REKLAMA
Adam Małysz i Rafał Marton pracowicie spędzają czas przed startem Rajdu Dakar. Trzeciego stycznia nasza załoga zaliczyła testy Toyoty Hilux z Overdrive Racing. Wczoraj miała w programie odbiór administracyjny i badanie techniczne, a także konferencję prasową i dwie odprawy.
Czuję, że jestem w dobrej formie, choć przed startem trudno to ocenić - mówi Adam Małysz i dodaje "W zespole panuje bardzo dobra atmosfera. Wszyscy są zadowoleni i jest OK. Na razie nie mieliśmy żadnych problemów.
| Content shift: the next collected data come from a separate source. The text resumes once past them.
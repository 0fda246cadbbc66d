//! Rasterization of source documents
//!
//! Pages are rendered one at a time, strictly in document order, through a
//! [`PageSource`]. Any page failing aborts the whole run; no partial page
//! set is ever returned.

mod encode;
#[cfg(feature = "pdfium")]
mod pdfium;

pub use encode::encode_page_image;
#[cfg(feature = "pdfium")]
pub use pdfium::{PdfiumSource, init_pdfium, rasterize_pdf};

use crate::types::*;

/// A decoded document that can render its pages
pub trait PageSource {
    /// Number of pages in the document
    fn page_count(&self) -> usize;

    /// Render one page (0-based) into a record
    fn render_page(&mut self, page_index: usize) -> Result<PageRecord>;
}

/// Render every page of `source` in order.
///
/// `on_progress` is called once with `{0, total}` before the first page and
/// then after each page completes, so the last call is `{total, total}`.
pub fn rasterize<S: PageSource + ?Sized>(
    source: &mut S,
    mut on_progress: impl FnMut(Progress),
) -> Result<Vec<PageRecord>> {
    let total = source.page_count();
    on_progress(Progress::new(0, total));

    let mut pages = Vec::with_capacity(total);
    for page_index in 0..total {
        let record = source
            .render_page(page_index)
            .map_err(|e| match e {
                TileError::PageRender { .. } => e,
                other => TileError::PageRender {
                    page_index,
                    message: other.to_string(),
                },
            })?;
        log::debug!(
            "Rendered page {}/{} ({}x{}pt, {}x{}px)",
            page_index + 1,
            total,
            record.width_pt,
            record.height_pt,
            record.image.width_px,
            record.image.height_px
        );
        pages.push(record);
        on_progress(Progress::new(page_index + 1, total));
    }

    Ok(pages)
}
Czekam z niecierpliwością na start rajdu i pierwszy odcinek specjalny".
"Testy wypadły dobrze" - ocenia Rafał Marton. "Przejechaliśmy około 70 kilometrów po piachu, wydmach, szutrze. Sprawdzaliśmy różne ciśnienia w oponach, ustawialiśmy zawieszenie. Wszystko przebiegło bardzo sprawnie. Wczoraj od rana przebywaliśmy w bazie rajdu i przygotowywaliśmy się do odbioru administracyjnego. Wcześniej, w południe czekała nas krótka konferencja prasowa Red Bulla. Następnie mieliśmy odbiór, a po nim wewnętrzny briefing w zespole Overdrive. Wieczorem odbył się główny briefing organizatora rajdu. Dzisiaj pokonamy 250 kilometrów dojazdówki i 13 kilometrów odcinka specjalnego, który posiada piaszczystą nawierzchnię. Co ciekawe, każda sekunda będzie mnożona przez pięć. To wybieg organizatora. Nie opłaca się kombinować i jechać wolniej, aby uzyskać korzystniejszą pozycję startową na następny dzień. Jutro widnieje w programie już ponad 200-kilometrowy oes. Pojedziemy wymieszani z ciężarówkami" - dodaje.
Życzymy powodzenia i jak najlepszych pozycji!